◆ Problem statement
From the records below, please repeat exactly the line that has "io::print_block(&render_records(context, &records));", the line that has "let state = if", and every line between them, and nothing else.

::: Input :::

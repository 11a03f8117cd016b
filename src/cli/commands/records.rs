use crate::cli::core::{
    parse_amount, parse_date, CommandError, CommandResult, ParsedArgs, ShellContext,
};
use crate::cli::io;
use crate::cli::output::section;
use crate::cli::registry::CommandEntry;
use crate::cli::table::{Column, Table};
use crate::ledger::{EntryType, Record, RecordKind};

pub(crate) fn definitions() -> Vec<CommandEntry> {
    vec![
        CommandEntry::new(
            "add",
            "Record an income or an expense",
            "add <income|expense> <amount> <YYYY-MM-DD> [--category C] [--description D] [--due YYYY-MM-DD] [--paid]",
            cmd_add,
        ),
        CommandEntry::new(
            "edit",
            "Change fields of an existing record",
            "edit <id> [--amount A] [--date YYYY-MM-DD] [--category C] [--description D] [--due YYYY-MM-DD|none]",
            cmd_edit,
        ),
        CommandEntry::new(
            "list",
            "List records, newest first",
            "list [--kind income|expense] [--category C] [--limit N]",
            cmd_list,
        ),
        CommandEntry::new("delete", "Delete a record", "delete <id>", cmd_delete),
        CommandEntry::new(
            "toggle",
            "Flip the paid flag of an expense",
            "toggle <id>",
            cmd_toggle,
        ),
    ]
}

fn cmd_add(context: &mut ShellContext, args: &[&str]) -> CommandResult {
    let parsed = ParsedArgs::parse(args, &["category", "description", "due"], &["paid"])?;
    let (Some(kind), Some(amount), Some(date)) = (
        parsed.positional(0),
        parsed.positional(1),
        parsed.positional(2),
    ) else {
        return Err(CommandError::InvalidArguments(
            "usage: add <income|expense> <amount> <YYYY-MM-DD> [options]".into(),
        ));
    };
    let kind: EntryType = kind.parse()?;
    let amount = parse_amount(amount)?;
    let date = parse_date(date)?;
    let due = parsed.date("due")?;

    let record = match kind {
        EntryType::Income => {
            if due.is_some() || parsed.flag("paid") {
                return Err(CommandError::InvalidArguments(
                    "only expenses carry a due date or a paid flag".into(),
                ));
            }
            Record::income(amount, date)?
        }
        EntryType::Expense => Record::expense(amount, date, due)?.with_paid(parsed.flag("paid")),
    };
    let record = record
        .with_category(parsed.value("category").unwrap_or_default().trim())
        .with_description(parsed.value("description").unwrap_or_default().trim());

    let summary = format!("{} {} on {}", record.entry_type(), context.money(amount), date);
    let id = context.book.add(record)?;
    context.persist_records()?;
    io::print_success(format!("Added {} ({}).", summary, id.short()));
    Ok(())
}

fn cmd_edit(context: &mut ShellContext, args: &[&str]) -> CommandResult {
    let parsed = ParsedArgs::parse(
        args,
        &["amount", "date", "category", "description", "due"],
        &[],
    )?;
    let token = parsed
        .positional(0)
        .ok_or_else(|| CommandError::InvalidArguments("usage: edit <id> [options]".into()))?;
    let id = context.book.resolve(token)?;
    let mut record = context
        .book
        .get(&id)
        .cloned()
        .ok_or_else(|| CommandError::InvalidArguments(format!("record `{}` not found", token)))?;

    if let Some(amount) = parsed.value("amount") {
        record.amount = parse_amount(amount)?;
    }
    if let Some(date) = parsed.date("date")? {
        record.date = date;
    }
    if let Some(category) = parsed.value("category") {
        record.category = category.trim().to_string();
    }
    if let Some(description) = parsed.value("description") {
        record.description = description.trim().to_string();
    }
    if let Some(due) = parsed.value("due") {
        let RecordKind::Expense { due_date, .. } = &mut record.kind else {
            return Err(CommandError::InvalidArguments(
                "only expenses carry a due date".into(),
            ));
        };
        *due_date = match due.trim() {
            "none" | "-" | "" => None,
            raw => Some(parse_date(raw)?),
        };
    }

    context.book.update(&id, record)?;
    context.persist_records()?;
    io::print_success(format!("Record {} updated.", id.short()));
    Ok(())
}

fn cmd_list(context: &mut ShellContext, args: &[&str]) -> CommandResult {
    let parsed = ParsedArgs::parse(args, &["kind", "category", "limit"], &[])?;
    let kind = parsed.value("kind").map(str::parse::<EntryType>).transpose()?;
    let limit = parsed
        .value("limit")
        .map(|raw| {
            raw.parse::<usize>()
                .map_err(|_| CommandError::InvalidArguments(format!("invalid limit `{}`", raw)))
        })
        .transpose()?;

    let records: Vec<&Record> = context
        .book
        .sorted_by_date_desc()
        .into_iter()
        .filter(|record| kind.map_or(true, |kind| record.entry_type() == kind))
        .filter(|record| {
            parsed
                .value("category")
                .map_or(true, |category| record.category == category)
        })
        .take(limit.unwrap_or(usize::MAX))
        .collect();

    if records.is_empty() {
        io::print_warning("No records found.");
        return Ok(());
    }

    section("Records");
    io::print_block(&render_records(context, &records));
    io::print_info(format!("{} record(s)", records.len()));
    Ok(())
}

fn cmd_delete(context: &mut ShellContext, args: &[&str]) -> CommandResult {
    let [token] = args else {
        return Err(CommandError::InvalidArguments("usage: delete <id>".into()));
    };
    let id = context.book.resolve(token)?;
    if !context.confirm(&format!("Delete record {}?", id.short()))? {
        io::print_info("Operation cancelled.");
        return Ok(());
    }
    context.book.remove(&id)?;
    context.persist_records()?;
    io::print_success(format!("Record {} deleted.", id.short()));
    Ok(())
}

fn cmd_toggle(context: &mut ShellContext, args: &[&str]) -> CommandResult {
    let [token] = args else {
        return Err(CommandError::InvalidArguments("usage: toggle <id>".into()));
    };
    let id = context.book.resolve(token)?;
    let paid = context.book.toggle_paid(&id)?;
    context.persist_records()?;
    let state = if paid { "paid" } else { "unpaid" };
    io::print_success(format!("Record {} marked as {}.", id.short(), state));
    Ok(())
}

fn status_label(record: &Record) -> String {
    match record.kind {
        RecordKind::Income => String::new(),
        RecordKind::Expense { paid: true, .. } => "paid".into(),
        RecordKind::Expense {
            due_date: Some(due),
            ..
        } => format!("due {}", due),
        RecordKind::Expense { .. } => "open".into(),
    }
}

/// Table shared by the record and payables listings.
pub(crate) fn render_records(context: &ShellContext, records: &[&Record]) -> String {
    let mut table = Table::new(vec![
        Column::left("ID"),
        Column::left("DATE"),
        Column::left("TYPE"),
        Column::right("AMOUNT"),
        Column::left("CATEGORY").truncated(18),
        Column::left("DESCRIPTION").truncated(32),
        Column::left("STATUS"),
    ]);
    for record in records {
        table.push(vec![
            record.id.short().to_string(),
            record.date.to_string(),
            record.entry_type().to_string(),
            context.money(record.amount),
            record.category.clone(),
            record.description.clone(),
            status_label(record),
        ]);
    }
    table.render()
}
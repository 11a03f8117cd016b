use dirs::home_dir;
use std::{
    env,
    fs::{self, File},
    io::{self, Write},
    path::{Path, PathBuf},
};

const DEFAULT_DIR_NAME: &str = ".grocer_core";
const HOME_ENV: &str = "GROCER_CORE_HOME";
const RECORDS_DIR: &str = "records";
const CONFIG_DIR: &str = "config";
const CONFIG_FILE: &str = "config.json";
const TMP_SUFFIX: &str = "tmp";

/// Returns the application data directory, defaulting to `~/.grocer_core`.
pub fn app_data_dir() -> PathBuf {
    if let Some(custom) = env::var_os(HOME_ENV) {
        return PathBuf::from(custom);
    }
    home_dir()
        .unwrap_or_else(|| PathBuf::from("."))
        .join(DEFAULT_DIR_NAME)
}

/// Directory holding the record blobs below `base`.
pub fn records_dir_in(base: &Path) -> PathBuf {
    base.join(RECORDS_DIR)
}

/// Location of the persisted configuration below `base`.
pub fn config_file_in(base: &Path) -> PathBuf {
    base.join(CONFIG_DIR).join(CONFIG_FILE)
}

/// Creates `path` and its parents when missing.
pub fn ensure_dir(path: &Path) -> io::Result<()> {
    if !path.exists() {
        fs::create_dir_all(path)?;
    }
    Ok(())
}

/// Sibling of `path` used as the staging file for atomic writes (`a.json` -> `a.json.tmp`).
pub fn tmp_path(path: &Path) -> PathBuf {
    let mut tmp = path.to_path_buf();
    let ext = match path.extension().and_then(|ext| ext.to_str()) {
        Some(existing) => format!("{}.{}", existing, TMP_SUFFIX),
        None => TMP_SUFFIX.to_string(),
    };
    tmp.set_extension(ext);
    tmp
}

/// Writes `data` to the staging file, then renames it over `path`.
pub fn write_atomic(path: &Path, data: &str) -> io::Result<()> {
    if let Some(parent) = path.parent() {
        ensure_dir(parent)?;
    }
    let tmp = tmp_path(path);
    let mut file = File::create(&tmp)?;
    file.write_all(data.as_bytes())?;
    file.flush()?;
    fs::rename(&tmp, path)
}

:::

◆ Problem solution
    io::print_block(&render_records(context, &records));
    io::print_info(format!("{} record(s)", records.len()));
    Ok(())
}

fn cmd_delete(context: &mut ShellContext, args: &[&str]) -> CommandResult {
    let [token] = args else {
        return Err(CommandError::InvalidArguments("usage: delete <id>".into()));
    };
    let id = context.book.resolve(token)?;
    if !context.confirm(&format!("Delete record {}?", id.short()))? {
        io::print_info("Operation cancelled.");
        return Ok(());
    }
    context.book.remove(&id)?;
    context.persist_records()?;
    io::print_success(format!("Record {} deleted.", id.short()));
    Ok(())
}

fn cmd_toggle(context: &mut ShellContext, args: &[&str]) -> CommandResult {
    let [token] = args else {
        return Err(CommandError::InvalidArguments("usage: toggle <id>".into()));
    };
    let id = context.book.resolve(token)?;
    let paid = context.book.toggle_paid(&id)?;
    context.persist_records()?;
    let state = if paid { "paid" } else { "unpaid" };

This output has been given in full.